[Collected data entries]
════════════════
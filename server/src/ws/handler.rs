//! Socket upgrade endpoint for meeting attendees.

use axum::extract::ws::{WebSocket, WebSocketUpgrade};
use axum::extract::{ConnectInfo, Path, State};
use axum::http::{header, HeaderMap, StatusCode};
use axum::response::{IntoResponse, Response};
use futures_util::StreamExt;

use crate::meeting::MeetingHandle;
use crate::state::AppState;
use crate::ws::session::{self, Session};
use crate::ws::ClientAddr;

/// Largest inbound frame accepted from a client.
const MAX_INBOUND_BYTES: usize = 10_240;
/// Membership keys are 54 URL-safe characters.
const TOKEN_LENGTH: usize = 54;

/// GET /ws/meeting/{meetingid}/{token}/{firstmessage}
///
/// Anything that does not look exactly like a meeting URL, including a
/// meeting the registry refuses to bring up, is answered with a plain
/// 404. Once the upgrade happens, all further errors travel as socket
/// messages.
pub async fn ws_upgrade(
    State(state): State<AppState>,
    Path((meeting_id, token, first_message)): Path<(String, String, String)>,
    headers: HeaderMap,
    ConnectInfo(peer): ConnectInfo<ClientAddr>,
    ws: WebSocketUpgrade,
) -> Response {
    let Ok(meeting_id) = meeting_id.parse::<i32>() else {
        return StatusCode::NOT_FOUND.into_response();
    };
    let Ok(first_message) = first_message.parse::<i32>() else {
        return StatusCode::NOT_FOUND.into_response();
    };
    if !valid_token(&token) {
        return StatusCode::NOT_FOUND.into_response();
    }

    if !origin_allowed(&state.config.origin, &headers) {
        return StatusCode::FORBIDDEN.into_response();
    }

    let meeting = match state.registry.ensure_and_get(meeting_id).await {
        Ok(handle) => handle,
        Err(err) => {
            tracing::debug!(meeting = meeting_id, error = %err, "refusing socket for meeting");
            return StatusCode::NOT_FOUND.into_response();
        }
    };

    let remote = if state.config.behindproxy {
        let forwarder = headers
            .get("x-forwarded-for")
            .and_then(|value| value.to_str().ok())
            .unwrap_or("");
        format!("{} ({})", forwarder, peer.0)
    } else {
        peer.0.clone()
    };

    ws.max_message_size(MAX_INBOUND_BYTES)
        .on_upgrade(move |socket| serve_session(socket, meeting, token, first_message, remote))
}

/// Start the session workers and hand the session to the meeting driver,
/// which performs the membership check.
async fn serve_session(
    socket: WebSocket,
    meeting: MeetingHandle,
    token: String,
    first_message: i32,
    remote: String,
) {
    let (sink, stream) = socket.split();
    let (session, receivers) = Session::new(meeting.clone(), token, first_message, remote);

    tokio::spawn(session::run_writer(session.clone(), sink, receivers));
    tokio::spawn(session::run_reader(session.clone(), stream));

    let _ = meeting.register.send(session).await;
}

fn valid_token(token: &str) -> bool {
    token.len() == TOKEN_LENGTH
        && token
            .bytes()
            .all(|b| b.is_ascii_alphanumeric() || b == b'_' || b == b'-')
}

fn origin_allowed(configured: &str, headers: &HeaderMap) -> bool {
    let Some(origin) = headers.get(header::ORIGIN).and_then(|value| value.to_str().ok()) else {
        tracing::info!("allowing connection with empty origin");
        return true;
    };
    if configured == "*" {
        tracing::debug!(origin, "allowing origin, all origins are allowed");
        return true;
    }
    configured == origin
}

#[cfg(test)]
mod tests {
    use super::*;
    use axum::http::HeaderValue;

    #[test]
    fn token_must_be_54_url_safe_characters() {
        let good = "a".repeat(26) + &"B".repeat(26) + "_-";
        assert_eq!(good.len(), 54);
        assert!(valid_token(&good));

        assert!(!valid_token(&"a".repeat(53)));
        assert!(!valid_token(&"a".repeat(55)));
        let with_space = "a".repeat(53) + " ";
        assert!(!valid_token(&with_space));
        let with_slash = "a".repeat(53) + "/";
        assert!(!valid_token(&with_slash));
    }

    #[test]
    fn origin_rules() {
        let mut headers = HeaderMap::new();
        assert!(origin_allowed("https://example.org", &headers), "no origin is allowed");

        headers.insert(header::ORIGIN, HeaderValue::from_static("https://example.org"));
        assert!(origin_allowed("https://example.org", &headers));
        assert!(origin_allowed("*", &headers));
        assert!(!origin_allowed("https://other.example", &headers));
    }
}
//! Snake's Greedy Hunt - a grid-based arcade Snake
//!
//! This library provides:
//! - Core game logic (game module)
//! - Keyboard input mapping (input module)
//! - Window and terminal rendering (render module)
//! - Textures and sounds of the window (assets module)
//! - The playable frontends (modes module)

pub mod assets;
pub mod game;
pub mod input;
pub mod modes;
pub mod render;
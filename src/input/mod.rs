//! Keyboard input for both frontends

pub mod handler;
pub mod window;

pub use handler::{InputHandler, KeyAction};
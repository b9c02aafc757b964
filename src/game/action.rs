/// Direction the snake can move
#[derive(Debug, Clone, Copy, PartialEq, Eq, Hash)]
pub enum Direction {
    Up,
    Down,
    Left,
    Right,
}

impl Direction {
    /// Returns true if turning from self to other would reverse the travel axis
    pub fn is_opposite(&self, other: Direction) -> bool {
        matches!(
            (self, other),
            (Direction::Up, Direction::Down)
                | (Direction::Down, Direction::Up)
                | (Direction::Left, Direction::Right)
                | (Direction::Right, Direction::Left)
        )
    }

    /// Returns the delta (dx, dy) for moving in this direction.
    /// The y axis grows downwards, as on screen.
    pub fn delta(&self) -> (i32, i32) {
        match self {
            Direction::Up => (0, -1),
            Direction::Down => (0, 1),
            Direction::Left => (-1, 0),
            Direction::Right => (1, 0),
        }
    }
}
════════════════
Print again the lines of the entries above that fall between the line holding "assert!(valid_token(&good));" and the line holding "let mut headers = HeaderMap::new();", inclusive, exactly as they stand.

        assert!(valid_token(&good));

        assert!(!valid_token(&"a".repeat(53)));
        assert!(!valid_token(&"a".repeat(55)));
        let with_space = "a".repeat(53) + " ";
        assert!(!valid_token(&with_space));
        let with_slash = "a".repeat(53) + "/";
        assert!(!valid_token(&with_slash));
    }

    #[test]
    fn origin_rules() {
        let mut headers = HeaderMap::new();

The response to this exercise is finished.